YOUR INSTRUCTIONS: Provide the count of lines below where "loaded" occurs, with no other output.

(Records contained in a dataset)
»»
use tracing::subscriber::SetGlobalDefaultError;
use tracing_error::ErrorLayer;
use tracing_subscriber::{fmt, layer::SubscriberExt, EnvFilter, Layer, Registry};

pub const LOG_LEVEL_KEY: &str = "PG2PARQUET_LOG_LEVEL";
pub const LOG_FORMAT_KEY: &str = "PG2PARQUET_LOG_FORMAT";

/// `PG2PARQUET_LOG_LEVEL`, then `RUST_LOG`, then `info`.
fn level_filter(level: Option<String>) -> EnvFilter {
    match level {
        Some(directives) => EnvFilter::new(directives),
        None => EnvFilter::try_from_default_env().unwrap_or_else(|_| EnvFilter::new("info")),
    }
}

fn wants_json(format: Option<String>) -> bool {
    format.is_some_and(|v| v.trim().eq_ignore_ascii_case("json"))
}

/// Install the global subscriber. Only the binary calls this; library callers
/// bring their own.
///
/// `PG2PARQUET_LOG_FORMAT=json` emits one JSON object per event for function
/// runtime log collectors. Anything else gets the human-readable format with
/// file and line.
pub fn init_tracing() -> Result<(), SetGlobalDefaultError> {
    let filter = level_filter(std::env::var(LOG_LEVEL_KEY).ok());

    let events = if wants_json(std::env::var(LOG_FORMAT_KEY).ok()) {
        fmt::layer()
            .json()
            .with_current_span(true)
            .with_target(false)
            .boxed()
    } else {
        fmt::layer()
            .with_target(false)
            .with_file(true)
            .with_line_number(true)
            .boxed()
    };

    tracing::subscriber::set_global_default(
        Registry::default()
            .with(filter)
            .with(events)
            .with(ErrorLayer::default()),
    )
}
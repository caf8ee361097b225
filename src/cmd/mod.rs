use std::path::{Path, PathBuf};

use anyhow::Context;
use clap::Parser;
use serde_json::Value;
use tracing::{debug, info, instrument, warn};

use crate::config::{env_lookup, QUERY_FILE_KEY};
use crate::log::init_tracing;
use crate::pipeline::{handle_with, InvocationContext, InvocationResult};

/// CLI
#[derive(Parser, Debug)]
#[command(
    name = "pg2parquet-run",
    version,
    about = "Run the Postgres-to-Parquet export once, locally.",
    long_about = "Run the Postgres-to-Parquet export once, locally.\n\
Reads ENVIRONMENT (production|staging) and the per-mode DB_* settings, runs the SQL file,\n\
and writes one Parquet file to S3_PATH (production) or LOCAL_PATH (staging).\n\n\
Prints the invocation result as JSON and exits non-zero on failure."
)]
pub struct Cli {
    /// JSON event payload handed to the handler. Missing file means a null event.
    #[arg(long = "event", short = 'e', value_name = "FILE", default_value = "test_event.json")]
    pub event: PathBuf,

    /// SQL file to run; overrides SQL_QUERY_FILE.
    #[arg(long = "query-file", short = 'q', value_name = "FILE")]
    pub query_file: Option<PathBuf>,

    /// dotenv file loaded before resolving settings; ignored when absent.
    #[arg(long = "env-file", value_name = "FILE", default_value = ".env")]
    pub env_file: PathBuf,
}

/// Returns whether a file was loaded. Already-set variables win.
pub fn load_env_file(path: &Path) -> anyhow::Result<bool> {
    if !path.exists() {
        return Ok(false);
    }
    dotenvy::from_path(path).with_context(|| format!("loading {}", path.display()))?;
    Ok(true)
}

/// Load the env file, then install logging, so `PG2PARQUET_LOG_*` may come
/// from the file.
pub fn bootstrap(cli: &Cli) -> anyhow::Result<()> {
    let loaded = load_env_file(&cli.env_file)?;
    init_tracing()?;
    if loaded {
        info!(path = %cli.env_file.display(), "loaded env file");
    } else {
        debug!(path = %cli.env_file.display(), "no env file");
    }
    Ok(())
}

pub fn load_event(path: &Path) -> anyhow::Result<Value> {
    if !path.exists() {
        warn!(path = %path.display(), "event file not found, using null event");
        return Ok(Value::Null);
    }
    let raw = std::fs::read_to_string(path)
        .with_context(|| format!("reading event {}", path.display()))?;
    let event = serde_json::from_str(&raw)
        .with_context(|| format!("parsing event {}", path.display()))?;
    Ok(event)
}

#[instrument(skip_all)]
pub async fn run(cli: Cli) -> anyhow::Result<InvocationResult> {
    let event = load_event(&cli.event)?;
    let context = InvocationContext {
        request_id: None,
        function_name: Some("pg2parquet-run".to_string()),
    };

    let query_override = cli.query_file.map(|p| p.display().to_string());
    let lookup = move |key: &str| match (&query_override, key) {
        (Some(path), QUERY_FILE_KEY) => Some(path.clone()),
        _ => env_lookup(key),
    };

    Ok(handle_with(event, context, lookup).await)
}
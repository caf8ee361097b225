//! Postgres-to-Parquet export.
//!
//! One invocation resolves settings from the environment, runs a single SQL query
//! (a four-way join by default, see `sql/artifacts.sql`), materializes the rows as
//! Arrow batches and stores them as one Parquet file: on S3 in `production`, on local
//! disk in `staging`.

pub mod cmd;
pub mod config;
pub mod dataset;
pub mod db;
pub mod errors;
pub mod log;
pub mod pipeline;
pub mod writer;

pub use errors::{Pg2ParquetError, Result};
pub use pipeline::{handler, InvocationContext, InvocationResult, Pipeline};
use std::sync::Arc;

use datafusion::arrow::array::{
    Array, Date32Array, Int32Array, StringArray, TimestampMicrosecondArray,
};
use datafusion::arrow::datatypes::{DataType, Field, Schema, TimeUnit};
use datafusion::arrow::record_batch::RecordBatch;
use datafusion::prelude::{ParquetReadOptions, SessionContext};
use pg2parquet::config::OutputTarget;
use pg2parquet::dataset::Dataset;
use pg2parquet::writer::{write_dataset, DefaultSinks};

use crate::support::sample_dataset;

fn multi_batch_dataset() -> Dataset {
    let schema = Arc::new(Schema::new(vec![
        Field::new("id", DataType::Int32, true),
        Field::new("user_label_dob", DataType::Date32, true),
        Field::new(
            "taken_at",
            DataType::Timestamp(TimeUnit::Microsecond, Some(Arc::from("UTC"))),
            true,
        ),
        Field::new("location_name", DataType::Utf8, true),
    ]));

    let batch = |ids: Vec<i32>| {
        let n = ids.len();
        RecordBatch::try_new(
            schema.clone(),
            vec![
                Arc::new(Int32Array::from(ids.clone())),
                Arc::new(Date32Array::from(vec![Some(19783); n])),
                Arc::new(
                    TimestampMicrosecondArray::from(vec![Some(1_700_000_000_000_000); n])
                        .with_timezone("UTC"),
                ),
                Arc::new(StringArray::from(
                    ids.iter().map(|i| format!("site-{i}")).collect::<Vec<_>>(),
                )),
            ],
        )
        .unwrap()
    };

    Dataset::try_new(
        schema.clone(),
        vec![batch(vec![1, 2, 3]), batch(vec![4, 5]), batch(vec![6])],
    )
    .unwrap()
}

async fn read_back(path: &std::path::Path) -> Vec<RecordBatch> {
    let ctx = SessionContext::new();
    ctx.read_parquet(path.to_str().unwrap(), ParquetReadOptions::default())
        .await
        .unwrap()
        .collect()
        .await
        .unwrap()
}

#[tokio::test]
async fn test_local_roundtrip_preserves_columns_and_rows() {
    let dir = tempfile::tempdir().unwrap();
    let path = dir.path().join("artifacts.parquet");
    let target = OutputTarget::Local { path: path.clone() };
    let ds = multi_batch_dataset();

    write_dataset(&ds, &target, &DefaultSinks).await.unwrap();

    let batches = read_back(&path).await;
    let rows: usize = batches.iter().map(|b| b.num_rows()).sum();
    assert_eq!(rows, 6);

    let schema = batches[0].schema();
    let names: Vec<&str> = schema.fields().iter().map(|f| f.name().as_str()).collect();
    assert_eq!(names, ds.column_names());
    assert_eq!(
        schema.field_with_name("taken_at").unwrap().data_type(),
        &DataType::Timestamp(TimeUnit::Microsecond, Some(Arc::from("UTC")))
    );
}

#[tokio::test]
async fn test_roundtrip_keeps_row_order() {
    let dir = tempfile::tempdir().unwrap();
    let path = dir.path().join("ordered.parquet");
    let target = OutputTarget::Local { path: path.clone() };

    write_dataset(&multi_batch_dataset(), &target, &DefaultSinks)
        .await
        .unwrap();

    let ids: Vec<i32> = read_back(&path)
        .await
        .iter()
        .flat_map(|b| {
            let col = b
                .column(0)
                .as_any()
                .downcast_ref::<Int32Array>()
                .unwrap()
                .clone();
            (0..col.len()).map(move |i| col.value(i)).collect::<Vec<_>>()
        })
        .collect();
    assert_eq!(ids, vec![1, 2, 3, 4, 5, 6]);
}

#[tokio::test]
async fn test_second_write_replaces_first() {
    let dir = tempfile::tempdir().unwrap();
    let path = dir.path().join("replace.parquet");
    let target = OutputTarget::Local { path: path.clone() };

    write_dataset(&multi_batch_dataset(), &target, &DefaultSinks)
        .await
        .unwrap();
    write_dataset(&sample_dataset(), &target, &DefaultSinks)
        .await
        .unwrap();

    let batches = read_back(&path).await;
    let rows: usize = batches.iter().map(|b| b.num_rows()).sum();
    assert_eq!(rows, 3);
    assert_eq!(batches[0].num_columns(), 5);
}

#[tokio::test]
async fn test_empty_result_still_writes_columns() {
    let dir = tempfile::tempdir().unwrap();
    let path = dir.path().join("empty.parquet");
    let target = OutputTarget::Local { path: path.clone() };
    let ds = Dataset::empty(sample_dataset().schema());

    write_dataset(&ds, &target, &DefaultSinks).await.unwrap();

    let ctx = SessionContext::new();
    let df = ctx
        .read_parquet(path.to_str().unwrap(), ParquetReadOptions::default())
        .await
        .unwrap();
    assert_eq!(df.schema().fields().len(), 5);
    assert_eq!(df.count().await.unwrap(), 0);
}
««
TASK ANSWER: 5